The word seems to derive from 'Robin Goblin', abbreviated to 'hobgoblin', 'hob', or 'lob'. The name originally referred to a specific folkloric character Robin Goodfellow but has grown to be defined as a different species of goblin or fairy. In French folklore, hobgoblins are called Lutin.
The name is often interchangeable with "bugbear", "boogeyman", "bugaboo" or "bogie", and the term "hobgoblin" has grown to mean a superficial object that is a source of (often imagined) fear or trouble; probably the most well-known example of this usage is Ralph Waldo Emerson's line, "A foolish consistency is the hobgoblin of little minds," from the essay Self-Reliance.
In Finn Family Moomintroll, third book of the Moomin series of children's books by Tove Jansson, The Hobgoblin is a strange magical creature; even his hat, when found by other creatures, can work strange sorts of magic all by itself. While slightly frightening to those who don't know him, Hobgoblin is in fact a rather lonely and sensitive creature, who can grant the wishes of others but not his own—unless somebody specifically asks him for something which he wants, and then gives him what he himself created. In this depiction, "Hobgoblin" seems the name of one specific creature rather than that of a whole species, though this point is left deliberately ambiguous.
It has to be said, though, that he's only known as "the Hobgoblin" in the English translation—in the original Swedish edition of the book, the Hobgoblin is simply referred to as "Trollkarlen" ("The Wizard") and his species is not mentioned.

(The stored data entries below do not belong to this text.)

use crate::actor::ActorClient;
use crate::api::outcome_stream::{OutcomePublisher, OutcomeStream};
use crate::failure_detector::{FailureDetector, HeartbeaterHandle};
use crate::messages::{NodeId, Proposal};
use crate::replica::{CheckpointHandle, PaxosError, ReplicaStatus, VoteOutcome};
use bytes::Bytes;
use std::sync::Mutex;
use tokio_util::sync::DropGuard;

/// PaxosClient is the application's handle on one replica. Dropping it stops the replica's
/// background tasks, same as `shutdown()` minus waiting for the event loop.
pub struct PaxosClient {
    pub(super) logger: slog::Logger,
    pub(super) local: NodeId,
    pub(super) actor_client: ActorClient,
    pub(super) outcome_publisher: OutcomePublisher,
    // Subscribed before the log was replayed, so it also carries replayed decisions.
    pub(super) startup_outcomes: Mutex<Option<OutcomeStream>>,
    pub(super) failure_detector: FailureDetector,
    pub(super) _heartbeater: HeartbeaterHandle,
    pub(super) _background_tasks: DropGuard,
}

impl PaxosClient {
    /// Propose `value` for the next free instance. Losing to another leader or value is an
    /// `Ok` outcome, the application decides whether to submit again.
    pub async fn submit(&self, value: Bytes) -> Result<VoteOutcome, PaxosError> {
        self.actor_client.submit(Proposal::Value(value)).await
    }

    /// A new listener for decisions and lifecycle changes. The first call returns a stream that
    /// also holds the decisions replayed from the log when the replica started.
    pub fn outcomes(&self) -> OutcomeStream {
        let startup = self
            .startup_outcomes
            .lock()
            .unwrap_or_else(|poisoned| poisoned.into_inner())
            .take();

        startup.unwrap_or_else(|| self.outcome_publisher.subscribe())
    }

    pub async fn new_checkpoint(&self) -> Result<CheckpointHandle, PaxosError> {
        self.actor_client.new_checkpoint().await
    }

    /// Adopt a checkpoint taken by a peer, typically after an OUT_OF_DATE outcome. Returns false
    /// if the checkpoint is behind this replica.
    pub async fn bring_up_to_date(&self, handle: &CheckpointHandle) -> Result<bool, PaxosError> {
        self.actor_client.bring_up_to_date(handle.clone()).await
    }

    pub async fn status(&self) -> Result<ReplicaStatus, PaxosError> {
        self.actor_client.status().await
    }

    pub fn local_address(&self) -> NodeId {
        self.local
    }

    pub fn failure_detector(&self) -> &FailureDetector {
        &self.failure_detector
    }

    pub async fn shutdown(self) -> Result<(), PaxosError> {
        slog::info!(self.logger, "Shutting down replica {}", self.local);
        self.actor_client.shutdown().await
    }
}

impl Drop for PaxosClient {
    fn drop(&mut self) {
        self.failure_detector.stop();
    }
}
use crate::commitlog::Offset;
use crate::messages::{CodecError, Collect, SeqNum};
use crate::replica::acceptor::Watermark;
use std::io;

/// Deadlines the replica actor schedules on itself. Each carries the generation it was armed
/// with so a tick that raced with a re-arm or cancellation can be told apart and dropped.
#[derive(Clone, Debug, Eq, PartialEq)]
pub(crate) enum TimerTick {
    LeaderInteraction { seq_num: SeqNum, generation: u64 },
    RecoveryWatchdog { generation: u64 },
    LeaseHeartbeat { generation: u64 },
}

#[derive(Copy, Clone, Debug, Eq, PartialEq)]
pub enum AcceptorState {
    Active,
    Recovering,
    /// Peers could no longer supply the missing history. Only a checkpoint from another replica
    /// can bring this replica back.
    OutOfDate,
}

/// Point-in-time view of a replica, mostly for tests and operators.
#[derive(Clone, Debug, Eq, PartialEq)]
pub struct ReplicaStatus {
    pub acceptor_state: AcceptorState,
    pub watermark: Watermark,
    pub last_collect: Option<Collect>,
    pub ignored_collects: u64,
    pub received_heartbeats: u64,
    pub active_leader: Option<SeqNum>,
}

#[derive(Debug, thiserror::Error)]
pub enum PaxosError {
    #[error("replica is out of date or shutting down")]
    Inactive,

    #[error("replica halted after a storage fault: {0}")]
    Halted(String),

    #[error("storage fault")]
    Storage(#[from] StorageFault),

    #[error("checkpoint handle isn't attached to a running replica")]
    DetachedCheckpoint,

    #[error("replica event loop has stopped")]
    Stopped,
}

/// Failure of the durable log. The replica cannot safely continue past one of these.
#[derive(Debug, thiserror::Error)]
pub enum StorageFault {
    #[error("failed to open log")]
    Open(#[source] io::Error),

    #[error("failed to write log record")]
    Write(#[source] io::Error),

    #[error("failed to replay log")]
    Replay(#[source] io::Error),

    #[error("failed to mark log at {0:?}")]
    Mark(Offset, #[source] io::Error),

    #[error("undecodable log record at {0:?}")]
    Corrupt(Offset, #[source] CodecError),

    #[error("failed to encode log record")]
    Encode(#[source] CodecError),
}
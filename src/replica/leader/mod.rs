mod factory;
mod leader;

pub(crate) use factory::AcceptorView;
pub(crate) use factory::LeaderFactory;
pub(crate) use leader::LeaderContext;
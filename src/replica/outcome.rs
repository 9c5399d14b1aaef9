use crate::messages::{NodeId, Proposal, Round, SeqNum};

/// Why a vote ended, or what happened to the local acceptor/learner.
#[derive(Copy, Clone, Debug, Eq, PartialEq, Hash)]
pub enum Outcome {
    Decision,
    OtherLeader,
    VoteTimeout,
    BadMembership,
    OutOfDate,
    UpToDate,
    /// A previously accepted value was driven to completion in place of the submitted one.
    OtherValue,
}

impl Outcome {
    /// Stable numeric code, for applications that persist or forward outcomes.
    pub fn code(&self) -> i32 {
        match self {
            Outcome::Decision => 0,
            Outcome::OtherLeader => 1,
            Outcome::VoteTimeout => 2,
            Outcome::BadMembership => 3,
            Outcome::OutOfDate => 4,
            Outcome::UpToDate => 5,
            Outcome::OtherValue => 6,
        }
    }
}

#[derive(Clone, Debug, Eq, PartialEq)]
pub struct VoteOutcome {
    pub outcome: Outcome,
    pub seq_num: SeqNum,
    pub round: Round,
    pub value: Proposal,
    /// The leader responsible for the outcome, when known.
    pub leader: Option<NodeId>,
}

impl VoteOutcome {
    pub(crate) fn new(
        outcome: Outcome,
        seq_num: SeqNum,
        round: Round,
        value: Proposal,
        leader: Option<NodeId>,
    ) -> Self {
        VoteOutcome {
            outcome,
            seq_num,
            round,
            value,
            leader,
        }
    }

    pub fn is_decision(&self) -> bool {
        self.outcome == Outcome::Decision
    }
}

#[cfg(test)]
mod tests {
    use super::*;
    use std::collections::HashSet;

    #[test]
    fn outcome_codes_are_distinct() {
        let all = [
            Outcome::Decision,
            Outcome::OtherLeader,
            Outcome::VoteTimeout,
            Outcome::BadMembership,
            Outcome::OutOfDate,
            Outcome::UpToDate,
            Outcome::OtherValue,
        ];

        let codes: HashSet<i32> = all.iter().map(Outcome::code).collect();
        assert_eq!(codes.len(), all.len());
    }
}
mod in_memory;
#[cfg(test)]
mod test_utils;
mod transport;

pub use in_memory::LocalNetwork;
pub use in_memory::LocalTransport;
pub use transport::Destination;
pub use transport::Stream;
pub use transport::Transport;

#[cfg(test)]
pub(crate) use test_utils::RecordingTransport;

In Aidyn Chronicles: The First Mage, hobgoblins are large, thorny brutes that infest the desolate mountain passes of Errormon, home of the Mirari folk. Their leader is Kitarak, who must be slain in a certain point of the game.
In Mage: The Ascension a hobgoblin is a physical manefestation of a hallucination suffered by a Mage's avatar.

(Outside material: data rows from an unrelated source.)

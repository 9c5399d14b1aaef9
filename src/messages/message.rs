use bytes::Bytes;
use std::fmt;
use std::net::SocketAddr;

/// Identifies one Paxos instance (one log slot). Instances start at 0.
pub type SeqNum = i64;

/// A leader's bid number for an instance.
pub type Round = i64;

/// Sequence number used by messages that don't belong to an instance, and by the initial watermark.
pub const UNKNOWN_SEQ: SeqNum = -1;

/// Round reported in a `Last` when the acceptor holds no value for the instance.
pub const NO_ROUND: Round = Round::MIN;

/// NodeId is the transport address of a replica. Ordering on addresses breaks ties between
/// leaders bidding with equal rounds.
#[derive(Copy, Clone, Hash, Eq, PartialEq, Ord, PartialOrd)]
pub struct NodeId(SocketAddr);

impl NodeId {
    pub fn new(addr: SocketAddr) -> Self {
        NodeId(addr)
    }

    pub fn addr(&self) -> SocketAddr {
        self.0
    }
}

impl From<SocketAddr> for NodeId {
    fn from(addr: SocketAddr) -> Self {
        NodeId(addr)
    }
}

impl fmt::Debug for NodeId {
    fn fmt(&self, f: &mut fmt::Formatter<'_>) -> fmt::Result {
        write!(f, "{}", self.0)
    }
}

impl fmt::Display for NodeId {
    fn fmt(&self, f: &mut fmt::Formatter<'_>) -> fmt::Result {
        write!(f, "{}", self.0)
    }
}

/// The value being agreed on.
#[derive(Clone, Debug, Eq, PartialEq)]
pub enum Proposal {
    /// Nothing has been proposed yet.
    NoValue,
    /// No-op submitted by a leader to keep its lease alive. Never delivered to listeners.
    Heartbeat,
    Value(Bytes),
}

impl Proposal {
    pub fn is_no_value(&self) -> bool {
        matches!(self, Proposal::NoValue)
    }

    pub fn is_heartbeat(&self) -> bool {
        matches!(self, Proposal::Heartbeat)
    }
}

impl From<Bytes> for Proposal {
    fn from(data: Bytes) -> Self {
        Proposal::Value(data)
    }
}

/// A leadership bid.
#[derive(Clone, Debug, Eq, PartialEq)]
pub struct Collect {
    pub seq_num: SeqNum,
    pub round: Round,
    pub leader: NodeId,
}

impl Collect {
    /// Strictly greater round, or the same round from a greater leader address.
    pub fn supersedes(&self, other: &Collect) -> bool {
        (self.round, self.leader) > (other.round, other.leader)
    }

    /// A repeat bid from the leader that `other` belongs to.
    pub fn same_leader(&self, other: &Collect) -> bool {
        self.round >= other.round && self.leader == other.leader
    }
}

/// Acceptor's answer to a `Collect`.
#[derive(Clone, Debug, Eq, PartialEq)]
pub struct Last {
    pub seq_num: SeqNum,
    pub low_watermark: SeqNum,
    pub round: Round,
    pub value: Proposal,
}

#[derive(Clone, Debug, Eq, PartialEq)]
pub struct Begin {
    pub seq_num: SeqNum,
    pub round: Round,
    pub value: Proposal,
}

impl Begin {
    /// Begin issued under the same round by the same leader as `collect`.
    pub fn originates(&self, source: NodeId, collect: &Collect) -> bool {
        self.round == collect.round && source == collect.leader
    }

    /// Begin whose bid has been overtaken by `collect`.
    pub fn precedes(&self, source: NodeId, collect: &Collect) -> bool {
        (self.round, source) < (collect.round, collect.leader)
    }
}

#[derive(Clone, Debug, Eq, PartialEq)]
pub struct Accept {
    pub seq_num: SeqNum,
    pub round: Round,
}

/// Commit notification for an instance, a.k.a. Success.
#[derive(Clone, Debug, Eq, PartialEq)]
pub struct Learned {
    pub seq_num: SeqNum,
    pub round: Round,
}

/// Rejection of a leader that has been outbid, or that bid for an already committed instance.
#[derive(Clone, Debug, Eq, PartialEq)]
pub struct OldRound {
    pub seq_num: SeqNum,
    pub last_round: Round,
    pub leader: Option<NodeId>,
}

/// Request to replay the decided instances `min_seq..=max_seq` to the sender.
#[derive(Clone, Debug, Eq, PartialEq)]
pub struct Need {
    pub min_seq: SeqNum,
    pub max_seq: SeqNum,
}

#[derive(Clone, Debug, Eq, PartialEq)]
pub struct Heartbeat {
    pub metadata: Bytes,
}

#[derive(Clone, Debug, Eq, PartialEq)]
pub enum PaxosMessage {
    Collect(Collect),
    Last(Last),
    Begin(Begin),
    Accept(Accept),
    Learned(Learned),
    OldRound(OldRound),
    Need(Need),
    OutOfDate,
    Heartbeat(Heartbeat),
}

/// Which component of a replica consumes a message.
#[derive(Copy, Clone, Debug, Eq, PartialEq)]
pub enum Classification {
    AcceptorLearner,
    Leader,
    Recovery,
    FailureDetector,
}

impl PaxosMessage {
    pub fn seq_num(&self) -> SeqNum {
        match self {
            PaxosMessage::Collect(m) => m.seq_num,
            PaxosMessage::Last(m) => m.seq_num,
            PaxosMessage::Begin(m) => m.seq_num,
            PaxosMessage::Accept(m) => m.seq_num,
            PaxosMessage::Learned(m) => m.seq_num,
            PaxosMessage::OldRound(m) => m.seq_num,
            PaxosMessage::Need(_) | PaxosMessage::OutOfDate | PaxosMessage::Heartbeat(_) => UNKNOWN_SEQ,
        }
    }

    pub fn classification(&self) -> Classification {
        match self {
            PaxosMessage::Collect(_) | PaxosMessage::Begin(_) | PaxosMessage::Learned(_) => {
                Classification::AcceptorLearner
            }
            PaxosMessage::Last(_) | PaxosMessage::Accept(_) | PaxosMessage::OldRound(_) => Classification::Leader,
            PaxosMessage::Need(_) | PaxosMessage::OutOfDate => Classification::Recovery,
            PaxosMessage::Heartbeat(_) => Classification::FailureDetector,
        }
    }

    pub fn is_collect(&self) -> bool {
        matches!(self, PaxosMessage::Collect(_))
    }
}

#[derive(Clone, Debug, Eq, PartialEq)]
pub struct Packet {
    pub source: NodeId,
    pub message: PaxosMessage,
}

impl Packet {
    pub fn new(source: NodeId, message: PaxosMessage) -> Self {
        Packet { source, message }
    }
}

#[cfg(test)]
mod tests {
    use super::*;

    fn node(port: u16) -> NodeId {
        NodeId::new(SocketAddr::from(([127, 0, 0, 1], port)))
    }

    #[test]
    fn collect_supersedes_on_round_then_leader() {
        let low = Collect {
            seq_num: 0,
            round: 1,
            leader: node(2),
        };
        let higher_round = Collect {
            seq_num: 0,
            round: 2,
            leader: node(1),
        };
        let same_round_higher_addr = Collect {
            seq_num: 0,
            round: 1,
            leader: node(3),
        };

        assert!(higher_round.supersedes(&low));
        assert!(!low.supersedes(&higher_round));
        assert!(same_round_higher_addr.supersedes(&low));
        assert!(!low.supersedes(&low.clone()));
        assert!(low.same_leader(&low.clone()));
        assert!(!same_round_higher_addr.same_leader(&low));
    }

    #[test]
    fn begin_originates_and_precedes() {
        let collect = Collect {
            seq_num: 0,
            round: 2,
            leader: node(5),
        };
        let begin = |round| Begin {
            seq_num: 0,
            round,
            value: Proposal::NoValue,
        };

        assert!(begin(2).originates(node(5), &collect));
        assert!(!begin(2).originates(node(4), &collect));
        assert!(begin(1).precedes(node(9), &collect));
        assert!(begin(2).precedes(node(4), &collect));
        assert!(!begin(3).precedes(node(1), &collect));
    }
}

In Exalted Hobgoblins are warrior grunts of the fair folk.
In Flintloque Hobgoblins are a race similar to the Welsh who come from the land of Taffsea and fight for the Grand Alliance with the Orcs of Albion. They portray various Welsh stereotypes, often being named as the Boyos of Taffsea, and their cavalry ride on war sheep.

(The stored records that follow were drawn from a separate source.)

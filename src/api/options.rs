use std::convert::TryFrom;
use tokio::time::Duration;

#[derive(Clone, Default)]
pub struct PaxosOptions {
    /// How long acceptors stay loyal to the last leader that acted, ignoring rival Collects.
    pub leader_lease: Option<Duration>,
    /// How long a lagging replica waits for a recovery window to fill before asking again.
    pub recovery_grace_period: Option<Duration>,
    pub leader_interaction_timeout: Option<Duration>,
    /// Attempts per leader phase before giving up with VOTE_TIMEOUT.
    pub leader_max_tries: Option<u32>,
    pub unresponsiveness_threshold: Option<Duration>,
    pub heartbeat_interval: Option<Duration>,
}

pub(super) struct PaxosOptionsValidated {
    pub leader_lease: Duration,
    pub recovery_grace_period: Duration,
    pub leader_interaction_timeout: Duration,
    pub leader_max_tries: u32,
    pub unresponsiveness_threshold: Duration,
    pub heartbeat_interval: Duration,
}

impl PaxosOptionsValidated {
    fn validate(&self) -> Result<(), &'static str> {
        if self.heartbeat_interval.is_zero() {
            return Err("Heartbeat interval must be non-zero");
        }
        // The detector scans five times per threshold.
        if (self.unresponsiveness_threshold / 5).is_zero() {
            return Err("Unresponsiveness threshold is too small to scan");
        }
        if self.leader_interaction_timeout.is_zero() || self.recovery_grace_period.is_zero() {
            return Err("Leader interaction timeout and recovery grace period must be non-zero");
        }
        if self.heartbeat_interval >= self.unresponsiveness_threshold {
            return Err("Unresponsiveness threshold must be greater than the heartbeat interval");
        }
        if self.leader_interaction_timeout >= self.leader_lease {
            return Err("Leader interaction timeout must be less than the leader lease");
        }
        if self.leader_max_tries == 0 {
            return Err("Leader must be allowed at least one try");
        }

        Ok(())
    }
}

impl TryFrom<PaxosOptions> for PaxosOptionsValidated {
    type Error = &'static str;

    fn try_from(options: PaxosOptions) -> Result<Self, Self::Error> {
        let values = PaxosOptionsValidated {
            leader_lease: options.leader_lease.unwrap_or(Duration::from_secs(30)),
            recovery_grace_period: options.recovery_grace_period.unwrap_or(Duration::from_secs(30)),
            leader_interaction_timeout: options.leader_interaction_timeout.unwrap_or(Duration::from_secs(1)),
            leader_max_tries: options.leader_max_tries.unwrap_or(3),
            unresponsiveness_threshold: options.unresponsiveness_threshold.unwrap_or(Duration::from_secs(5)),
            heartbeat_interval: options.heartbeat_interval.unwrap_or(Duration::from_secs(1)),
        };

        values.validate()?;
        Ok(values)
    }
}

In Changeling: the Lost Hobgoblins are strange fae creatures that live within the Hedge that divides Arcadia and the mortal world.
Hobgoblins appear in the games Fable and the Elder Scrolls.
In the Fable game series they are small, fat and disfigured. They are called hobbes and are described as trouble, stupid and greedy. They eat flesh and sleep in rivers; they shoot magical orbs from a staff or use weapons like hammers or axes. They can range from the size of a child to the size of a big man. The smaller, weaker one can be summoned by wood nymphs, for whom they also work. They usually live in hobbe caves. They are the guardians of a demon door guarding the dark will users suit.
In the Heroes of Might and Magic Series, hobgoblins are upgraded forms of goblins, and are aligned with the barbarian/might towns.